Çayın organik bir boya olması nedeniyle özellikle organik tekstillerde kullanılabildiğini, bu ürünle dünyada bir ilk yarattıklarını söyleyen Dal, "Kimyasal boyar maddelere göre daha sağlıklı olan bu ürün buram buram çay kokuyor. Çay tiryakilerine özellikle tavsiye ediyoruz. Ben de bu ürünleri severek kullanmaya başladım. Organik Türk pamuğunun dokunması sonrası çay posasıyla renklendirilen bu ürünler iç ve dış piyasaya çıkmaya hazırlanıyor. Ekim ayında yurt dışı fuarlarda tanıtımına başlıyoruz” dedi.

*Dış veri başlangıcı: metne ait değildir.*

use thiserror::Error;

#[derive(Error, Debug)]
pub enum CoreError {
    #[error("Reddit API error: {0}")]
    RedditApi(#[from] RedditApiError),

    #[error("Configuration error: {0}")]
    Config(#[from] ConfigError),

    #[error("Export error: {0}")]
    Export(#[from] ExportError),

    #[error("IO error: {0}")]
    Io(#[from] std::io::Error),

    #[error("Serialization error: {0}")]
    Serialization(#[from] serde_json::Error),

    #[error("Network error: {0}")]
    Network(#[from] reqwest::Error),

    #[error("Invalid input: {message}")]
    InvalidInput { message: String },

    #[error("Internal error: {message}")]
    Internal { message: String },
}

#[derive(Error, Debug, Clone, PartialEq, Eq)]
pub enum RedditApiError {
    #[error("Authentication failed: {reason}")]
    AuthenticationFailed { reason: String },

    #[error("Rate limit exceeded. Retry after {retry_after} seconds")]
    RateLimitExceeded { retry_after: u64 },

    #[error("Forbidden access to resource: {resource}")]
    Forbidden { resource: String },

    #[error("Subreddit not found: {subreddit}")]
    SubredditNotFound { subreddit: String },

    #[error("Post not found: {post_id}")]
    PostNotFound { post_id: String },

    #[error("Invalid post URL: {url}")]
    InvalidPostUrl { url: String },

    #[error("Invalid OAuth token")]
    InvalidToken,

    #[error("Request timeout")]
    RequestTimeout,

    #[error("Invalid API response: {details}")]
    InvalidResponse { details: String },

    #[error("Server error: {status_code}")]
    ServerError { status_code: u16 },
}

#[derive(Error, Debug)]
pub enum ConfigError {
    #[error("Configuration file not found: {path}")]
    FileNotFound { path: String },

    #[error("Missing required field: {field}")]
    MissingField { field: String },

    #[error("Invalid value for {field}: {value}")]
    InvalidValue { field: String, value: String },

    #[error("Environment variable not set: {var_name}")]
    MissingEnvironmentVariable { var_name: String },

    #[error("Configuration parsing error: {0}")]
    Parse(#[from] toml::de::Error),
}

#[derive(Error, Debug)]
pub enum ExportError {
    #[error("CSV encoding failed: {0}")]
    Csv(#[from] csv::Error),

    #[error("Exported text is not valid UTF-8: {0}")]
    InvalidUtf8(#[from] std::string::FromUtf8Error),

    #[error("Output directory not writable: {path}")]
    OutputDirectory { path: String },
}
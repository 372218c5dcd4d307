//! Reddit API access for redscrape: app-only OAuth, rate limiting, retries,
//! subreddit listings and full comment threads.

pub mod api;
pub mod auth;
pub mod listing;
pub mod models;
pub mod rate_limiter;
pub mod retry;
pub mod thread;


pub use api::{ClientSettings, RedditApiClient};
pub use listing::SubredditListing;

use async_trait::async_trait;
use redscrape_core::config::AppConfig;
use redscrape_core::pipeline::{ListingSource, ThreadSource};
use redscrape_core::{CoreError, Thread};
use std::sync::Arc;

/// Shared handle implementing the core's listing and thread sources.
#[derive(Debug, Clone)]
pub struct RedditClient {
    api: Arc<RedditApiClient>,
}

impl RedditClient {
    pub fn new(
        client_id: &str,
        client_secret: &str,
        settings: ClientSettings,
    ) -> Result<Self, CoreError> {
        Ok(Self {
            api: Arc::new(RedditApiClient::new(client_id, client_secret, settings)?),
        })
    }

    pub fn from_config(config: &AppConfig) -> Result<Self, CoreError> {
        Ok(Self {
            api: Arc::new(RedditApiClient::from_config(config)?),
        })
    }

    pub fn api(&self) -> &RedditApiClient {
        &self.api
    }
}

impl ListingSource for RedditClient {
    type Listing = SubredditListing;

    fn listing(&self, subreddit: &str) -> SubredditListing {
        SubredditListing::new(Arc::clone(&self.api), subreddit)
    }
}

#[async_trait]
impl ThreadSource for RedditClient {
    async fn fetch_thread(&self, url: &str) -> Result<Thread, CoreError> {
        thread::fetch_thread(&self.api, url).await
    }
}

Dal, bu ürünün büyük mağaza zincirleri, geri dönüşüm ve sürdürülebilir üretim konularına önem veren markalar tarafından ilgi göreceğini tahmin ettiklerini dile getirdi. İsa Dal, geliştirdikleri bu kumaşa, "dünyanın ilk çay kokulu kumaşı" olarak faydalı model tescili almak üzere Türk Patent ve Marka Kurumuna başvuruda bulunduklarını da sözlerine ekledi.

ÇAY KOKULU AMA KIRMIZI DEĞİL

Tamamen doğal çay posasıyla ancak siyah, beyaz, sarı, gri, kahverengi ve açık kahverengi tonlarının boyanabildiğini, kırmızı rengin mümkün olmadığını anlatan İsa Dal, "tavşan kanı tişört" giymenin bu boyayla mümkün olamadığını söyledi.

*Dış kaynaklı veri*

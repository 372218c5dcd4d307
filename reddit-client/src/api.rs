use crate::auth::{AppOnlyAuth, REDDIT_TOKEN_URL};
use crate::models::{CommentThing, MoreChildrenResponse, PostListingResponse, ThreadResponse};
use crate::rate_limiter::{RateLimitConfig, RateLimiter};
use crate::retry::{RetryConfig, RetryExecutor};
use redscrape_core::config::AppConfig;
use redscrape_core::{CoreError, RedditApiError};
use reqwest::header::HeaderMap;
use reqwest::redirect::Policy;
use reqwest::{Client, StatusCode};
use serde::de::DeserializeOwned;
use std::time::Duration;
use tracing::{debug, error, info, warn};

pub const REDDIT_API_BASE: &str = "https://oauth.reddit.com";

/// Largest page Reddit serves for listings.
pub const LISTING_PAGE_SIZE: u32 = 100;
/// `/api/morechildren` accepts at most this many ids per call.
pub const MORE_CHILDREN_BATCH: usize = 100;

const DEFAULT_RETRY_AFTER_SECS: u64 = 60;
const SLOW_PERMIT_WAIT: Duration = Duration::from_millis(500);

#[derive(Debug, Clone)]
pub struct ClientSettings {
    pub user_agent: String,
    pub timeout: Duration,
    pub api_base: String,
    pub token_url: String,
    pub rate_limit: RateLimitConfig,
    pub retry: RetryConfig,
}

impl ClientSettings {
    pub fn new(user_agent: impl Into<String>) -> Self {
        Self {
            user_agent: user_agent.into(),
            timeout: Duration::from_secs(30),
            api_base: REDDIT_API_BASE.to_string(),
            token_url: REDDIT_TOKEN_URL.to_string(),
            rate_limit: RateLimitConfig::reddit_oauth(),
            retry: RetryConfig::reddit(),
        }
    }

    pub fn from_config(config: &AppConfig) -> Self {
        Self {
            timeout: config.request_timeout,
            ..Self::new(config.reddit_user_agent.clone())
        }
    }

    /// Points both the API and the token endpoint at `base`. Used against
    /// local mock servers.
    pub fn with_base_url(mut self, base: &str) -> Self {
        let base = base.trim_end_matches('/');
        self.api_base = base.to_string();
        self.token_url = format!("{}/api/v1/access_token", base);
        self
    }

    pub fn with_retry(mut self, retry: RetryConfig) -> Self {
        self.retry = retry;
        self
    }
}

/// What a request is about, so a 404 can name the missing thing.
#[derive(Debug, Clone)]
pub enum Resource {
    Subreddit(String),
    Post(String),
    Other(String),
}

impl Resource {
    fn not_found(&self) -> RedditApiError {
        match self {
            Resource::Subreddit(name) => RedditApiError::SubredditNotFound {
                subreddit: name.clone(),
            },
            Resource::Post(id) => RedditApiError::PostNotFound {
                post_id: id.clone(),
            },
            Resource::Other(endpoint) => RedditApiError::InvalidResponse {
                details: format!("{} not found", endpoint),
            },
        }
    }

    fn describe(&self) -> String {
        match self {
            Resource::Subreddit(name) => format!("r/{}", name),
            Resource::Post(id) => format!("post {}", id),
            Resource::Other(endpoint) => endpoint.clone(),
        }
    }
}

#[derive(Debug)]
pub struct RedditApiClient {
    http_client: Client,
    auth: AppOnlyAuth,
    rate_limiter: RateLimiter,
    retry: RetryExecutor,
    api_base: String,
}

impl RedditApiClient {
    pub fn new(
        client_id: &str,
        client_secret: &str,
        settings: ClientSettings,
    ) -> Result<Self, CoreError> {
        // Reddit redirects unknown subreddits to search; keep the 3xx visible.
        let http_client = Client::builder()
            .user_agent(&settings.user_agent)
            .timeout(settings.timeout)
            .redirect(Policy::none())
            .build()?;

        let auth = AppOnlyAuth::new(
            client_id,
            client_secret,
            &settings.token_url,
            http_client.clone(),
        )?;

        Ok(Self {
            http_client,
            auth,
            rate_limiter: RateLimiter::new(settings.rate_limit),
            retry: RetryExecutor::new(settings.retry),
            api_base: settings.api_base.trim_end_matches('/').to_string(),
        })
    }

    pub fn from_config(config: &AppConfig) -> Result<Self, CoreError> {
        Self::new(
            &config.reddit_client_id,
            &config.reddit_client_secret,
            ClientSettings::from_config(config),
        )
    }

    /// GETs `endpoint` and decodes the JSON body, retrying transient failures.
    pub async fn get_json<T: DeserializeOwned>(
        &self,
        endpoint: &str,
        params: &[(&str, String)],
        resource: &Resource,
    ) -> Result<T, CoreError> {
        let url = format!("{}{}", self.api_base, endpoint);
        let url = url.as_str();
        self.retry
            .execute(endpoint, move || self.send_once(url, params, resource))
            .await
    }

    async fn send_once<T: DeserializeOwned>(
        &self,
        url: &str,
        params: &[(&str, String)],
        resource: &Resource,
    ) -> Result<T, CoreError> {
        let permit = self
            .rate_limiter
            .acquire_permit()
            .await
            .ok_or_else(|| CoreError::Internal {
                message: "rate limiter closed".to_string(),
            })?;
        if permit.queue_wait_time >= SLOW_PERMIT_WAIT {
            debug!("Waited {:?} for a request slot", permit.queue_wait_time);
        }
        let budget = self.rate_limiter.get_rate_limit_status().await;
        if budget.is_near_limit() {
            debug!(
                "Request budget {:.0}% used, {} of {} tokens left",
                budget.utilization_percentage(),
                budget.available_tokens,
                budget.max_tokens
            );
        }
        let token = self.auth.access_token().await?;

        debug!("GET {} {:?}", url, params);
        let response = self
            .http_client
            .get(url)
            .bearer_auth(token)
            .query(params)
            .send()
            .await
            .map_err(|e| {
                error!("Network error for {}: {}", url, e);
                transport_error(e)
            })?;

        let status = response.status();
        if status.is_success() {
            let body = response.bytes().await.map_err(transport_error)?;
            return serde_json::from_slice(&body).map_err(|e| {
                error!("Failed to parse response from {}: {}", url, e);
                CoreError::RedditApi(RedditApiError::InvalidResponse {
                    details: format!("unexpected payload for {}: {}", resource.describe(), e),
                })
            });
        }

        warn!("Request failed with status {} for {}", status, url);
        if status == StatusCode::UNAUTHORIZED {
            self.auth.invalidate().await;
        }
        Err(CoreError::RedditApi(status_error(
            status,
            response.headers(),
            resource,
        )))
    }

    /// One page of `/r/{subreddit}/new`, newest first.
    pub async fn fetch_new_page(
        &self,
        subreddit: &str,
        after: Option<&str>,
    ) -> Result<PostListingResponse, CoreError> {
        let endpoint = format!("/r/{}/new", subreddit);
        let mut params = vec![
            ("limit", LISTING_PAGE_SIZE.to_string()),
            ("raw_json", "1".to_string()),
        ];
        if let Some(cursor) = after {
            params.push(("after", cursor.to_string()));
        }

        let listing: PostListingResponse = self
            .get_json(&endpoint, &params, &Resource::Subreddit(subreddit.to_string()))
            .await?;

        info!(
            "Retrieved {} posts from r/{} (after: {:?})",
            listing.data.children.len(),
            subreddit,
            after
        );
        Ok(listing)
    }

    /// A submission and its comment tree. `focus_comment` narrows the tree
    /// to one comment and its replies.
    pub async fn fetch_comments(
        &self,
        article: &str,
        focus_comment: Option<&str>,
    ) -> Result<ThreadResponse, CoreError> {
        let endpoint = format!("/comments/{}", article);
        let mut params = vec![("raw_json", "1".to_string())];
        if let Some(comment) = focus_comment {
            params.push(("comment", comment.to_string()));
        }

        self.get_json(&endpoint, &params, &Resource::Post(article.to_string()))
            .await
    }

    /// Expands up to [`MORE_CHILDREN_BATCH`] collapsed comment ids.
    pub async fn fetch_more_children(
        &self,
        link_id: &str,
        ids: &[String],
    ) -> Result<Vec<CommentThing>, CoreError> {
        let params = vec![
            ("api_type", "json".to_string()),
            ("link_id", link_id.to_string()),
            ("children", ids.join(",")),
            ("raw_json", "1".to_string()),
        ];

        let response: MoreChildrenResponse = self
            .get_json(
                "/api/morechildren",
                &params,
                &Resource::Other("/api/morechildren".to_string()),
            )
            .await?;

        if !response.json.errors.is_empty() {
            return Err(CoreError::RedditApi(RedditApiError::InvalidResponse {
                details: format!("morechildren errors: {:?}", response.json.errors),
            }));
        }

        let things = response.json.data.map(|data| data.things).unwrap_or_default();
        debug!("Expanded {} of {} collapsed comments", things.len(), ids.len());
        Ok(things)
    }
}

fn transport_error(error: reqwest::Error) -> CoreError {
    if error.is_timeout() {
        CoreError::RedditApi(RedditApiError::RequestTimeout)
    } else {
        CoreError::Network(error)
    }
}

fn status_error(status: StatusCode, headers: &HeaderMap, resource: &Resource) -> RedditApiError {
    match status {
        StatusCode::UNAUTHORIZED => RedditApiError::InvalidToken,
        StatusCode::FORBIDDEN => RedditApiError::Forbidden {
            resource: resource.describe(),
        },
        StatusCode::NOT_FOUND => resource.not_found(),
        StatusCode::TOO_MANY_REQUESTS => RedditApiError::RateLimitExceeded {
            retry_after: retry_after_secs(headers),
        },
        s if s.is_redirection() => resource.not_found(),
        s if s.is_server_error() => RedditApiError::ServerError {
            status_code: s.as_u16(),
        },
        s => RedditApiError::InvalidResponse {
            details: format!("unexpected status {} for {}", s, resource.describe()),
        },
    }
}

/// Seconds to wait after a 429, from `Retry-After` or Reddit's own
/// `x-ratelimit-reset`.
fn retry_after_secs(headers: &HeaderMap) -> u64 {
    ["retry-after", "x-ratelimit-reset"]
        .iter()
        .filter_map(|name| headers.get(*name))
        .filter_map(|value| value.to_str().ok())
        .filter_map(|value| value.trim().parse::<f64>().ok())
        .map(|secs| secs.ceil().max(0.0) as u64)
        .next()
        .unwrap_or(DEFAULT_RETRY_AFTER_SECS)
}
//! Cached front door to the collection pipeline.

use chrono::{DateTime, Utc};
use redscrape_core::cache::{RequestKey, TtlCache};
use redscrape_core::classifier::KeywordClassifier;
use redscrape_core::pipeline::{
    collect_posts, collect_thread, Collection, CollectionRequest, ListingSource, ThreadCollection,
    ThreadSource,
};
use redscrape_core::{ClassifiedComment, ClassifiedPost};
use std::time::Duration;
use tracing::debug;

type CachedThread = (ClassifiedPost, Vec<ClassifiedComment>);

/// Runs collection requests against a source, answering repeats of a
/// successful request from memory until the entry's TTL runs out. Failed
/// requests are never cached.
pub struct Harvester<S> {
    source: S,
    classifier: KeywordClassifier,
    posts: TtlCache<RequestKey, Vec<ClassifiedPost>>,
    threads: TtlCache<RequestKey, CachedThread>,
}

impl<S> Harvester<S> {
    pub fn new(source: S, classifier: KeywordClassifier, cache_ttl: Duration) -> Self {
        Self {
            source,
            classifier,
            posts: TtlCache::new(cache_ttl),
            threads: TtlCache::new(cache_ttl),
        }
    }

    pub fn source(&self) -> &S {
        &self.source
    }

    pub fn classifier(&self) -> &KeywordClassifier {
        &self.classifier
    }

    pub fn clear_cache(&self) {
        self.posts.clear();
        self.threads.clear();
    }
}

impl<S: ListingSource> Harvester<S> {
    pub async fn posts(
        &self,
        request: &CollectionRequest,
        now: DateTime<Utc>,
    ) -> Collection<ClassifiedPost> {
        let key = RequestKey::subreddit(&request.subreddit, request.filter, request.start, request.end);
        if let Some(records) = self.posts.get(&key) {
            debug!("Serving r/{} from cache", request.subreddit);
            return Collection::ok(records, request.warnings());
        }

        let mut listing = self.source.listing(&request.subreddit);
        let collection = collect_posts(&mut listing, request, now, &self.classifier).await;
        if collection.is_ok() {
            self.posts.insert(key, collection.records.clone());
        }
        collection
    }
}

impl<S: ThreadSource> Harvester<S> {
    pub async fn thread(&self, url: &str) -> ThreadCollection {
        let key = RequestKey::thread(url);
        if let Some((post, comments)) = self.threads.get(&key) {
            debug!("Serving thread {} from cache", url);
            return ThreadCollection {
                post: Some(post),
                comments,
                error: None,
            };
        }

        let collection = collect_thread(&self.source, url, &self.classifier).await;
        if let (Some(post), None) = (&collection.post, &collection.error) {
            self.threads
                .insert(key, (post.clone(), collection.comments.clone()));
        }
        collection
    }
}
//! Command-line front end for redscrape: request caching and file output on
//! top of `redscrape-core` and `reddit-client`.

pub mod harvester;
pub mod output;

pub use harvester::Harvester;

Projede görev alan Pamukkale Üniversitesi Kimya Mühendisliği Bölümü Öğretim Üyesi Doç. Dr. Necip Atar da çöpe giden bir ürünü milli değer olarak kullanmanın mutluluğunu yaşadıklarını söyledi.

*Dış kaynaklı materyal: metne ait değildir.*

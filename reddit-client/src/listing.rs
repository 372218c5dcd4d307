//! Lazily paged `/r/{name}/new` feed.

use crate::api::RedditApiClient;
use async_trait::async_trait;
use redscrape_core::scanner::PostListing;
use redscrape_core::{CoreError, RawPost, RedditApiError};
use std::collections::VecDeque;
use std::sync::Arc;
use tracing::debug;

const MAX_SUBREDDIT_NAME_LEN: usize = 21;

/// Accepts `name`, `r/name` and `/r/name/`, returning the bare name.
pub fn normalize_subreddit(input: &str) -> Result<String, RedditApiError> {
    let trimmed = input.trim().trim_matches('/');
    let name = trimmed
        .strip_prefix("r/")
        .or_else(|| trimmed.strip_prefix("R/"))
        .unwrap_or(trimmed);

    let valid = !name.is_empty()
        && name.len() <= MAX_SUBREDDIT_NAME_LEN
        && name.chars().all(|c| c.is_ascii_alphanumeric() || c == '_');

    if valid {
        Ok(name.to_string())
    } else {
        Err(RedditApiError::SubredditNotFound {
            subreddit: input.to_string(),
        })
    }
}

/// Newest-first posts of one subreddit, fetched a page at a time and only
/// when the buffered page runs out.
#[derive(Debug)]
pub struct SubredditListing {
    client: Arc<RedditApiClient>,
    subreddit: Result<String, RedditApiError>,
    buffer: VecDeque<RawPost>,
    after: Option<String>,
    exhausted: bool,
    pages_fetched: u32,
}

impl SubredditListing {
    pub fn new(client: Arc<RedditApiClient>, subreddit: &str) -> Self {
        Self {
            client,
            subreddit: normalize_subreddit(subreddit),
            buffer: VecDeque::new(),
            after: None,
            exhausted: false,
            pages_fetched: 0,
        }
    }

    pub fn pages_fetched(&self) -> u32 {
        self.pages_fetched
    }

    async fn fetch_page(&mut self) -> Result<(), CoreError> {
        let name = match &self.subreddit {
            Ok(name) => name,
            Err(e) => {
                self.exhausted = true;
                return Err(CoreError::RedditApi(e.clone()));
            }
        };

        let page = self
            .client
            .fetch_new_page(name, self.after.as_deref())
            .await?;

        self.pages_fetched += 1;
        self.after = page.data.after;
        if self.after.is_none() || page.data.children.is_empty() {
            debug!("Listing exhausted after {} pages", self.pages_fetched);
            self.exhausted = true;
        }

        self.buffer.extend(
            page.data
                .children
                .into_iter()
                .map(|child| RawPost::from(child.data)),
        );
        Ok(())
    }
}

#[async_trait]
impl PostListing for SubredditListing {
    async fn next_post(&mut self) -> Result<Option<RawPost>, CoreError> {
        loop {
            if let Some(post) = self.buffer.pop_front() {
                return Ok(Some(post));
            }
            if self.exhausted {
                return Ok(None);
            }
            self.fetch_page().await?;
        }
    }
}

#[cfg(test)]
mod tests {
    use super::*;

    #[test]
    fn test_normalize_subreddit() {
        assert_eq!(normalize_subreddit("rust").unwrap(), "rust");
        assert_eq!(normalize_subreddit("r/rust").unwrap(), "rust");
        assert_eq!(normalize_subreddit("/r/Ask_Reddit/").unwrap(), "Ask_Reddit");
        assert_eq!(normalize_subreddit("  learnrust ").unwrap(), "learnrust");
    }

    #[test]
    fn test_invalid_subreddit_names() {
        assert!(normalize_subreddit("").is_err());
        assert!(normalize_subreddit("r/").is_err());
        assert!(normalize_subreddit("two words").is_err());
        assert!(normalize_subreddit("../etc").is_err());
        assert!(normalize_subreddit("this_name_is_far_too_long_for_reddit").is_err());
    }
}
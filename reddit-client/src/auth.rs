//! Application-only OAuth2 for the Reddit API.
//!
//! Reddit issues bearer tokens to script apps through the client credentials
//! grant. The token is cached until shortly before it expires and dropped
//! whenever the API answers 401.

use oauth2::basic::{BasicClient, BasicErrorResponse, BasicTokenResponse};
use oauth2::{
    AuthType, AuthUrl, ClientId, ClientSecret, HttpRequest, HttpResponse, RequestTokenError,
    TokenResponse, TokenUrl,
};
use redscrape_core::{CoreError, RedditApiError};
use reqwest::Client;
use std::time::{Duration, Instant};
use tokio::sync::Mutex;
use tracing::{debug, info};

pub const REDDIT_AUTHORIZE_URL: &str = "https://www.reddit.com/api/v1/authorize";
pub const REDDIT_TOKEN_URL: &str = "https://www.reddit.com/api/v1/access_token";

/// Tokens are refreshed this long before Reddit would reject them.
const EXPIRY_MARGIN: Duration = Duration::from_secs(60);
const DEFAULT_TOKEN_LIFETIME: Duration = Duration::from_secs(3600);

#[derive(Debug, Clone)]
struct CachedToken {
    secret: String,
    expires_at: Instant,
}

impl CachedToken {
    fn is_fresh(&self) -> bool {
        Instant::now() + EXPIRY_MARGIN < self.expires_at
    }
}

#[derive(Debug)]
pub struct AppOnlyAuth {
    oauth_client: BasicClient,
    http_client: Client,
    token: Mutex<Option<CachedToken>>,
}

impl AppOnlyAuth {
    pub fn new(
        client_id: &str,
        client_secret: &str,
        token_url: &str,
        http_client: Client,
    ) -> Result<Self, CoreError> {
        let auth_url = AuthUrl::new(REDDIT_AUTHORIZE_URL.to_string()).map_err(|e| {
            CoreError::Internal {
                message: format!("Invalid authorize URL: {}", e),
            }
        })?;
        let token_url = TokenUrl::new(token_url.to_string()).map_err(|e| CoreError::InvalidInput {
            message: format!("Invalid token URL {}: {}", token_url, e),
        })?;

        let oauth_client = BasicClient::new(
            ClientId::new(client_id.to_string()),
            Some(ClientSecret::new(client_secret.to_string())),
            auth_url,
            Some(token_url),
        )
        .set_auth_type(AuthType::BasicAuth);

        Ok(Self {
            oauth_client,
            http_client,
            token: Mutex::new(None),
        })
    }

    /// Returns a valid bearer token, exchanging credentials when the cached
    /// one is missing or about to expire.
    pub async fn access_token(&self) -> Result<String, CoreError> {
        let mut cached = self.token.lock().await;
        if let Some(token) = cached.as_ref().filter(|token| token.is_fresh()) {
            return Ok(token.secret.clone());
        }

        debug!("Requesting application-only access token");
        let http_client = self.http_client.clone();
        let response = self
            .oauth_client
            .exchange_client_credentials()
            .request_async(|request| send_token_request(http_client, request))
            .await
            .map_err(map_token_error)?;

        let token = cache_entry(&response);
        info!(
            "Obtained Reddit access token valid for {:?}",
            token.expires_at.saturating_duration_since(Instant::now())
        );
        let secret = token.secret.clone();
        *cached = Some(token);
        Ok(secret)
    }

    /// Forgets the cached token so the next call performs a fresh exchange.
    pub async fn invalidate(&self) {
        let mut cached = self.token.lock().await;
        if cached.take().is_some() {
            debug!("Discarded cached access token");
        }
    }
}

fn cache_entry(response: &BasicTokenResponse) -> CachedToken {
    let lifetime = response.expires_in().unwrap_or(DEFAULT_TOKEN_LIFETIME);
    CachedToken {
        secret: response.access_token().secret().clone(),
        expires_at: Instant::now() + lifetime,
    }
}

fn map_token_error(
    error: RequestTokenError<reqwest::Error, BasicErrorResponse>,
) -> CoreError {
    let reddit_error = match error {
        RequestTokenError::Request(e) if e.is_timeout() => RedditApiError::RequestTimeout,
        RequestTokenError::Request(e) => RedditApiError::AuthenticationFailed {
            reason: format!("token request failed: {}", e),
        },
        RequestTokenError::ServerResponse(response) => RedditApiError::AuthenticationFailed {
            reason: response.to_string(),
        },
        RequestTokenError::Parse(e, _) => RedditApiError::AuthenticationFailed {
            reason: format!("unreadable token response: {}", e),
        },
        RequestTokenError::Other(message) => RedditApiError::AuthenticationFailed { reason: message },
    };
    CoreError::RedditApi(reddit_error)
}

/// Sends the token request through the shared client so it carries the
/// configured user agent and timeout.
async fn send_token_request(
    http_client: Client,
    request: HttpRequest,
) -> Result<HttpResponse, reqwest::Error> {
    let mut builder = http_client
        .request(request.method, request.url.as_str())
        .body(request.body);
    for (name, value) in request.headers.iter() {
        builder = builder.header(name, value);
    }

    let response = builder.send().await?;
    let status_code = response.status();
    let headers = response.headers().clone();
    let body = response.bytes().await?.to_vec();

    Ok(HttpResponse {
        status_code,
        headers,
        body,
    })
}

Çay posasının boyar madde olarak kullanılması sürecinde nanoteknolojik uygulamalara yer verdiklerini bildiren Atar, "Hiçbir kanserojen etkisi olmayan bu organik maddeyle Denizli'deki tezgahlarda çay kokulu kumaşlar boyanmaya başladı. Fabrikamızda boya kokusunun yanında çay kokusu da yavaş yavaş artmaya başladı” diye konuştu.(AA)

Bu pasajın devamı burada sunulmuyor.